What is not yet in the library
The three papers are well-covered in insurance-conformal. Five gaps remain, documented in our Phase 36 plan:
| Exposure weighting. In UK aggregate pricing, Y_i is aggregate claims with exposure e_i. The correct exposure-weighted Pearson score is | Y_i − e_i·μ̂_i | / (e_i·μ̂_i)^{p/2}. Without this correction, high-exposure policies dominate the calibration score distribution and the resulting quantile is biased. None of the three papers address this. |
Score selection API. There is no built-in method to select the best non-conformity score by minimum width at nominal coverage on a validation set. We want select_score(['pearson', 'lw_pearson', 'anscombe']) returning the winner with a summary table.
Leaf-level conditional coverage diagnostics. For GBM models you can check conditional coverage per terminal leaf — which leaves of the tree have sub-nominal coverage. This identifies where the exchangeability assumption is locally violated.
Anscombe exponent discrepancy. Manna et al. use exponent 1 − p/3 in the Anscombe score. The library uses the theoretically correct variance-stabilising exponent (2 − p)/2. Both are valid; they produce different interval widths. This needs documentation rather than a code change.
Asymmetric interval suppression. Manna et al. find that splitting α to produce separate lower and upper tail quantiles consistently gives wider intervals than symmetric ones, because each tail is estimated from n₂/2 effective calibration points. The library should document and enforce the symmetric interval default for Tweedie data.
The core claim
Actuaries have been producing prediction intervals with an unacknowledged assumption: that the model is correctly specified. The intervals look credible because they have confidence levels attached to them. But a GLM confidence level is an asymptotic property of the interval procedure under the assumed model, not an empirically validated coverage claim.
Conformal prediction inverts this. The coverage guarantee comes first, from exchangeability. The model is used only to make the intervals narrower, not to justify them. The 57.8% coverage on personal injury data is not a fringe result — it is what happens when you use parametric intervals on real insurance data and your model is wrong.
The switch is a single calibration pass on held-out data. The output is an auditable coverage claim that holds for all (n, P). We think this is the correct approach for capital adequacy, rate adequacy, and Consumer Duty transparency. The only obstacle is inertia.
References
- Liang Hong. “Conformal Prediction of Future Insurance Claims in the Regression Problem.” arXiv:2503.03659v3, September 2025.

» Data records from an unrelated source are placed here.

//! Shared utilities for integration testing.

// Not every test binary uses every helper.
#![allow(dead_code)]

use std::net::SocketAddr;
use std::sync::atomic::{AtomicU32, Ordering};
use std::sync::{Arc, Mutex};
use std::time::Duration;

use jira_relay::config::RelayConfig;
use jira_relay::http::HttpServer;
use tokio::io::{AsyncReadExt, AsyncWriteExt};
use tokio::net::TcpListener;

/// A mock downstream Jira that answers every request with a fixed status
/// and body, recording each request it fully reads.
pub struct MockDownstream {
    pub addr: SocketAddr,
    hits: Arc<AtomicU32>,
    requests: Arc<Mutex<Vec<String>>>,
}

impl MockDownstream {
    /// Number of HTTP requests received so far.
    pub fn hits(&self) -> u32 {
        self.hits.load(Ordering::SeqCst)
    }

    /// Recorded requests, verbatim (head + body). Header names arrive
    /// lowercased on the wire.
    pub fn requests(&self) -> Vec<String> {
        self.requests.lock().unwrap().clone()
    }

    /// Base URL for the `X-Target-Url` header.
    pub fn url(&self) -> String {
        format!("http://{}", self.addr)
    }
}

/// Start a mock downstream returning `status` with `body` for every request.
pub async fn start_mock_downstream(status: u16, body: &'static str) -> MockDownstream {
    let listener = TcpListener::bind("127.0.0.1:0").await.unwrap();
    let addr = listener.local_addr().unwrap();
    let hits = Arc::new(AtomicU32::new(0));
    let requests = Arc::new(Mutex::new(Vec::new()));

    let hits_task = hits.clone();
    let requests_task = requests.clone();
    tokio::spawn(async move {
        loop {
            let Ok((mut socket, _)) = listener.accept().await else {
                break;
            };
            let hits = hits_task.clone();
            let requests = requests_task.clone();
            tokio::spawn(async move {
                let Some(request) = read_request(&mut socket).await else {
                    return;
                };
                hits.fetch_add(1, Ordering::SeqCst);
                requests.lock().unwrap().push(request);

                let response = format!(
                    "HTTP/1.1 {}\r\nContent-Length: {}\r\nConnection: close\r\n\r\n{}",
                    status_line(status),
                    body.len(),
                    body
                );
                let _ = socket.write_all(response.as_bytes()).await;
                let _ = socket.shutdown().await;
            });
        }
    });

    MockDownstream {
        addr,
        hits,
        requests,
    }
}

/// Read one full HTTP/1.1 request (head + Content-Length body).
async fn read_request(socket: &mut tokio::net::TcpStream) -> Option<String> {
    let mut buf = Vec::new();
    let mut chunk = [0u8; 4096];

    let head_end = loop {
        if let Some(pos) = find_blank_line(&buf) {
            break pos;
        }
        let n = socket.read(&mut chunk).await.ok()?;
        if n == 0 {
            return None;
        }
        buf.extend_from_slice(&chunk[..n]);
    };

    let head = String::from_utf8_lossy(&buf[..head_end]).into_owned();
    let content_length: usize = head
        .lines()
        .find_map(|line| {
            let (name, value) = line.split_once(':')?;
            name.eq_ignore_ascii_case("content-length")
                .then(|| value.trim())
        })
        .and_then(|v| v.parse().ok())
        .unwrap_or(0);

    let body_start = head_end + 4;
    while buf.len() < body_start + content_length {
        let n = socket.read(&mut chunk).await.ok()?;
        if n == 0 {
            break;
        }
        buf.extend_from_slice(&chunk[..n]);
    }

    let body = String::from_utf8_lossy(&buf[body_start..]).into_owned();
    Some(format!("{head}\r\n\r\n{body}"))
}

fn find_blank_line(buf: &[u8]) -> Option<usize> {
    buf.windows(4).position(|w| w == b"\r\n\r\n")
}

fn status_line(status: u16) -> &'static str {
    match status {
        200 => "200 OK",
        201 => "201 Created",
        204 => "204 No Content",
        404 => "404 Not Found",
        413 => "413 Payload Too Large",
        500 => "500 Internal Server Error",
        _ => "200 OK",
    }
}

/// Start the relay on an ephemeral port and return its base URL.
pub async fn start_relay(config: RelayConfig) -> String {
    let listener = TcpListener::bind("127.0.0.1:0").await.unwrap();
    let addr = listener.local_addr().unwrap();

    let server = HttpServer::new(config).expect("server construction");
    tokio::spawn(async move {
        server.run(listener).await.unwrap();
    });
    tokio::time::sleep(Duration::from_millis(20)).await;

    format!("http://{addr}")
}

/// A reqwest client that does not pool connections across tests.
pub fn test_client() -> reqwest::Client {
    reqwest::Client::builder()
        .pool_max_idle_per_host(0)
        .build()
        .unwrap()
}
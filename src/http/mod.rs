//! HTTP surface of the relay.
//!
//! # Data Flow
//! ```text
//! TCP connection
//!     → server.rs (Axum setup, route table, middleware)
//!     → request.rs (request ID generation)
//!     → context.rs (extract target URL + credential from headers)
//!     → relay handlers (one downstream call each)
//!     → error.rs (map failures to JSON error responses)
//! ```

pub mod context;
pub mod error;
pub mod request;
pub mod server;

pub use context::{RelayContext, X_TARGET_URL};
pub use error::RelayError;
pub use request::MakeRelayRequestId;
pub use server::HttpServer;
//! Relay error taxonomy and response mapping.
//!
//! # Design Decisions
//! - Missing request context and bad uploads are caller errors (400/403) and
//!   are rejected before any downstream call is made
//! - Transport failures reaching the downstream are surfaced as 500 with the
//!   underlying error message; never retried
//! - Downstream non-success statuses are NOT errors here; handlers relay
//!   them to the caller deliberately

use axum::extract::multipart::MultipartError;
use axum::http::StatusCode;
use axum::response::{IntoResponse, Response};
use axum::Json;
use serde_json::json;
use thiserror::Error;

/// Errors that terminate a relay request.
#[derive(Debug, Error)]
pub enum RelayError {
    /// Required per-request context headers are absent or empty.
    #[error("X-Target-Url and Authorization headers are required")]
    MissingContext,

    /// Attachment upload carried no `file` field.
    #[error("no file field in request")]
    MissingFile,

    /// Attachment upload carried a `file` field without a filename.
    #[error("no file selected")]
    EmptyFilename,

    /// The inbound multipart body could not be read.
    #[error("invalid multipart body: {0}")]
    Multipart(#[from] MultipartError),

    /// The requested target is not in the configured allow-list.
    #[error("target '{0}' is not allowed")]
    TargetNotAllowed(String),

    /// Network/transport failure talking to the downstream service.
    #[error("{0}")]
    Upstream(#[from] reqwest::Error),
}

impl RelayError {
    /// HTTP status this error maps to.
    pub fn status(&self) -> StatusCode {
        match self {
            RelayError::MissingContext
            | RelayError::MissingFile
            | RelayError::EmptyFilename
            | RelayError::Multipart(_) => StatusCode::BAD_REQUEST,
            RelayError::TargetNotAllowed(_) => StatusCode::FORBIDDEN,
            RelayError::Upstream(_) => StatusCode::INTERNAL_SERVER_ERROR,
        }
    }
}

impl IntoResponse for RelayError {
    fn into_response(self) -> Response {
        let status = self.status();
        if status.is_server_error() {
            tracing::error!(error = %self, "relay request failed");
        } else {
            tracing::debug!(error = %self, "relay request rejected");
        }
        (status, Json(json!({ "error": self.to_string() }))).into_response()
    }
}
//! Generic Jira API passthrough.
//!
//! Forwards `GET/POST/PUT/DELETE /api/relay/{*path}` to
//! `{target}/rest/api/2/{path}`: GET carries the inbound query string
//! verbatim, POST/PUT carry the inbound body as JSON, DELETE carries
//! nothing. The downstream status and body come back unmodified.

use std::time::Instant;

use axum::body::Bytes;
use axum::extract::{Path, RawQuery, State};
use axum::http::header;
use axum::http::Method;
use axum::response::Response;

use crate::http::context::RelayContext;
use crate::http::error::RelayError;
use crate::http::server::AppState;
use crate::observability::metrics;
use crate::relay::client::{NO_CHECK, X_ATLASSIAN_TOKEN};
use crate::relay::response::relay_body;

/// Handler for the generic passthrough route.
pub async fn passthrough(
    State(state): State<AppState>,
    ctx: RelayContext,
    Path(path): Path<String>,
    method: Method,
    RawQuery(query): RawQuery,
    body: Bytes,
) -> Result<Response, RelayError> {
    state.upstream.ensure_allowed(&ctx)?;
    let start = Instant::now();

    // GET forwards the raw query string untouched; appending it to the URL
    // avoids any re-encoding of caller-supplied parameters like jql.
    let mut url = ctx.api_url(&path);
    if method == Method::GET {
        if let Some(query) = &query {
            url = format!("{url}?{query}");
        }
    }

    tracing::debug!(method = %method, url = %url, "relaying request");

    let mut request = state
        .upstream
        .http()
        .request(method.clone(), &url)
        .header(header::AUTHORIZATION, &ctx.credential)
        .header(header::CONTENT_TYPE, "application/json")
        .header(header::ACCEPT, "application/json")
        .header(X_ATLASSIAN_TOKEN, NO_CHECK);

    if method == Method::POST || method == Method::PUT {
        request = request.body(body);
    }

    let resp = request.send().await?;
    let status = resp.status();

    tracing::debug!(status = %status, url = %url, "downstream responded");
    metrics::record_relay("passthrough", status.as_u16(), start);

    relay_body(resp).await
}
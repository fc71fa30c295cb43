//! Jira Relay Library
//!
//! A local relay that forwards browser requests to a Jira REST API,
//! injecting the caller-supplied credential and sidestepping browser
//! cross-origin restrictions.

pub mod config;
pub mod http;
pub mod observability;
pub mod relay;

pub use config::RelayConfig;
pub use http::context::RelayContext;
pub use http::error::RelayError;
pub use http::HttpServer;
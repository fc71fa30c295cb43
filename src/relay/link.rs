//! Issue link creation.
//!
//! `POST /api/relay/link` forwards the JSON body verbatim to
//! `{target}/rest/api/2/issueLink`. Jira answers link creation with 201 or
//! 204 and an empty-ish body; both collapse to `{"success": true}` for the
//! frontend. Every other status is normalized to `{"error": <body>}` with
//! the downstream status preserved.

use std::time::Instant;

use axum::body::Bytes;
use axum::extract::State;
use axum::http::{header, StatusCode};
use axum::response::{IntoResponse, Response};
use axum::Json;
use serde_json::json;

use crate::http::context::RelayContext;
use crate::http::error::RelayError;
use crate::http::server::AppState;
use crate::observability::metrics;
use crate::relay::client::{NO_CHECK, X_ATLASSIAN_TOKEN};
use crate::relay::response::relay_status;

/// Handler for `POST /api/relay/link`.
pub async fn create_link(
    State(state): State<AppState>,
    ctx: RelayContext,
    body: Bytes,
) -> Result<Response, RelayError> {
    state.upstream.ensure_allowed(&ctx)?;
    let start = Instant::now();

    let url = ctx.api_url("issueLink");
    tracing::debug!(url = %url, "creating issue link");

    // No Accept header here: the success body is discarded anyway.
    let resp = state
        .upstream
        .http()
        .post(&url)
        .header(header::AUTHORIZATION, &ctx.credential)
        .header(header::CONTENT_TYPE, "application/json")
        .header(X_ATLASSIAN_TOKEN, NO_CHECK)
        .body(body)
        .send()
        .await?;

    let status = resp.status();
    metrics::record_relay("link", status.as_u16(), start);

    if status == reqwest::StatusCode::CREATED || status == reqwest::StatusCode::NO_CONTENT {
        Ok((StatusCode::OK, Json(json!({ "success": true }))).into_response())
    } else {
        let text = resp.text().await?;
        tracing::debug!(status = %status, "issue link creation failed downstream");
        Ok((relay_status(status), Json(json!({ "error": text }))).into_response())
    }
}
//! Configuration loading from disk.

use std::fs;
use std::path::Path;

use crate::config::schema::RelayConfig;
use crate::config::validation::{validate_config, ValidationError};

/// Error type for configuration loading.
#[derive(Debug)]
pub enum ConfigError {
    Io(std::io::Error),
    Parse(toml::de::Error),
    Validation(Vec<ValidationError>),
}

impl std::fmt::Display for ConfigError {
    fn fmt(&self, f: &mut std::fmt::Formatter<'_>) -> std::fmt::Result {
        match self {
            ConfigError::Io(e) => write!(f, "IO error: {}", e),
            ConfigError::Parse(e) => write!(f, "Parse error: {}", e),
            ConfigError::Validation(errors) => {
                write!(f, "Validation failed: ")?;
                for (i, err) in errors.iter().enumerate() {
                    if i > 0 {
                        write!(f, ", ")?;
                    }
                    write!(f, "{}", err)?;
                }
                Ok(())
            }
        }
    }
}

impl std::error::Error for ConfigError {}

/// Load and validate configuration from a TOML file.
pub fn load_config(path: &Path) -> Result<RelayConfig, ConfigError> {
    let content = fs::read_to_string(path).map_err(ConfigError::Io)?;
    let config: RelayConfig = toml::from_str(&content).map_err(ConfigError::Parse)?;

    validate_config(&config).map_err(ConfigError::Validation)?;

    Ok(config)
}

#[cfg(test)]
mod tests {
    use super::*;

    #[test]
    fn minimal_toml_fills_defaults() {
        let config: RelayConfig = toml::from_str(
            r#"
            [listener]
            bind_address = "127.0.0.1:5000"
            "#,
        )
        .unwrap();

        assert_eq!(config.listener.bind_address, "127.0.0.1:5000");
        assert!(config.upstream.verify_tls);
        assert!(config.upstream.timeout_secs.is_none());
        assert!(config.upstream.allowed_targets.is_empty());
        assert!(!config.observability.metrics_enabled);
    }

    #[test]
    fn empty_toml_is_the_default_config() {
        let config: RelayConfig = toml::from_str("").unwrap();
        assert_eq!(config.listener.bind_address, "0.0.0.0:5000");
    }

    #[test]
    fn upstream_section_round_trips() {
        let config: RelayConfig = toml::from_str(
            r#"
            [upstream]
            verify_tls = false
            timeout_secs = 30
            allowed_targets = ["https://jira.example.com"]
            "#,
        )
        .unwrap();

        assert!(!config.upstream.verify_tls);
        assert_eq!(config.upstream.timeout_secs, Some(30));
        assert_eq!(config.upstream.allowed_targets.len(), 1);
    }
}
//! Shared downstream HTTP client and target policy.
//!
//! # Design Decisions
//! - One long-lived `reqwest::Client` built at startup and injected into
//!   handlers through application state, never an ambient global
//! - TLS verification is on unless explicitly disabled in config
//! - No downstream deadline unless one is configured

use std::time::Duration;

use url::Url;

use crate::config::UpstreamConfig;
use crate::http::context::RelayContext;
use crate::http::error::RelayError;

/// Header Jira requires on non-browser API calls to bypass XSRF checks.
pub const X_ATLASSIAN_TOKEN: &str = "X-Atlassian-Token";

/// Value for [`X_ATLASSIAN_TOKEN`].
pub const NO_CHECK: &str = "no-check";

/// Downstream client plus the target allow-list policy.
pub struct Upstream {
    http: reqwest::Client,
    /// Lowercased hostnames the relay may forward to; empty allows any.
    allowed_hosts: Vec<String>,
}

impl Upstream {
    /// Build the client from configuration. Allow-list entries are parsed
    /// down to their hosts; config validation guarantees they parse.
    pub fn from_config(config: &UpstreamConfig) -> Result<Self, reqwest::Error> {
        let mut builder = reqwest::Client::builder();
        if !config.verify_tls {
            builder = builder.danger_accept_invalid_certs(true);
        }
        if let Some(secs) = config.timeout_secs {
            builder = builder.timeout(Duration::from_secs(secs));
        }
        let http = builder.build()?;

        let allowed_hosts = config
            .allowed_targets
            .iter()
            .filter_map(|target| Url::parse(target).ok())
            .filter_map(|url| url.host_str().map(str::to_ascii_lowercase))
            .collect();

        Ok(Self { http, allowed_hosts })
    }

    /// The shared request client.
    pub fn http(&self) -> &reqwest::Client {
        &self.http
    }

    /// Reject targets outside the configured allow-list.
    pub fn ensure_allowed(&self, ctx: &RelayContext) -> Result<(), RelayError> {
        if self.allowed_hosts.is_empty() {
            return Ok(());
        }
        let host = Url::parse(&ctx.target_base)
            .ok()
            .and_then(|url| url.host_str().map(str::to_ascii_lowercase));
        match host {
            Some(host) if self.allowed_hosts.contains(&host) => Ok(()),
            _ => Err(RelayError::TargetNotAllowed(ctx.target_base.clone())),
        }
    }
}

#[cfg(test)]
mod tests {
    use super::*;

    fn ctx(target: &str) -> RelayContext {
        RelayContext {
            target_base: target.to_string(),
            credential: "Bearer t".to_string(),
        }
    }

    #[test]
    fn empty_allow_list_accepts_any_target() {
        let upstream = Upstream::from_config(&UpstreamConfig::default()).unwrap();
        assert!(upstream.ensure_allowed(&ctx("https://anywhere.example")).is_ok());
    }

    #[test]
    fn listed_host_is_accepted_case_insensitively() {
        let config = UpstreamConfig {
            allowed_targets: vec!["https://jira.example.com".into()],
            ..UpstreamConfig::default()
        };
        let upstream = Upstream::from_config(&config).unwrap();
        assert!(upstream.ensure_allowed(&ctx("https://JIRA.example.com:8443")).is_ok());
    }

    #[test]
    fn unlisted_host_is_rejected() {
        let config = UpstreamConfig {
            allowed_targets: vec!["https://jira.example.com".into()],
            ..UpstreamConfig::default()
        };
        let upstream = Upstream::from_config(&config).unwrap();

        let err = upstream.ensure_allowed(&ctx("https://evil.example")).unwrap_err();
        assert!(matches!(err, RelayError::TargetNotAllowed(_)));
    }

    #[test]
    fn unparseable_target_is_rejected_when_list_is_set() {
        let config = UpstreamConfig {
            allowed_targets: vec!["https://jira.example.com".into()],
            ..UpstreamConfig::default()
        };
        let upstream = Upstream::from_config(&config).unwrap();
        assert!(upstream.ensure_allowed(&ctx("not a url")).is_err());
    }
}
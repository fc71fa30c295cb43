//! Downstream response translation.
//!
//! # Design Decisions
//! - The downstream status code is always preserved
//! - Bodies that parse as JSON are re-emitted as JSON; anything else is
//!   relayed as raw text
//! - Reading the body can still fail at the transport level; that surfaces
//!   as an upstream error like any other network failure

use axum::http::StatusCode;
use axum::response::{IntoResponse, Response};
use axum::Json;
use serde_json::Value;

use crate::http::error::RelayError;

/// Relay a downstream response back to the caller: same status, JSON body
/// when the downstream body parses as JSON, raw text otherwise.
pub async fn relay_body(resp: reqwest::Response) -> Result<Response, RelayError> {
    let status = relay_status(resp.status());
    let text = resp.text().await?;

    Ok(match serde_json::from_str::<Value>(&text) {
        Ok(value) => (status, Json(value)).into_response(),
        Err(_) => (status, text).into_response(),
    })
}

/// Carry a downstream status code over to the outbound response.
pub fn relay_status(status: reqwest::StatusCode) -> StatusCode {
    StatusCode::from_u16(status.as_u16()).unwrap_or(StatusCode::BAD_GATEWAY)
}
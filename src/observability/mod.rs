//! Observability subsystem.
//!
//! # Data Flow
//! ```text
//! handlers produce:
//!     → tracing events (structured fields: method, url, status)
//!     → metrics.rs (counters, histograms)
//!
//! consumers:
//!     → stdout log subscriber (initialized in main)
//!     → Prometheus scrape endpoint (opt-in via config)
//! ```
//!
//! # Design Decisions
//! - Request IDs flow through tower-http layers, not hand-rolled plumbing
//! - Metric updates are cheap atomic operations
//! - The exporter is opt-in; the relay is usable with logging alone

pub mod metrics;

- Liang Hong. “A New Strategy for Finite-Sample Valid Prediction of Future Insurance Claims in the Regression Setting.” arXiv:2601.21153v1, January 2026.
- Manna, Sett, Dey, Gu, Schifano & He (The Travelers). “Distribution-Free Inference for LightGBM and GLM with Tweedie Loss.” arXiv:2507.06921v1, July 2025.
- Romano, Patterson & Candès. “Conformalized Quantile Regression.” NeurIPS 2019. arXiv:1905.03222.
- Vovk, Gammerman & Shafer. Algorithmic Learning in a Random World. Springer, 2005.
- Lei & Wasserman. “Distribution-free prediction bands for non-parametric regression.” JRSS-B, 2014.
- Hong & Martin. “Valid model-free prediction of future insurance claims.” Insurance: Mathematics and Economics, 2018.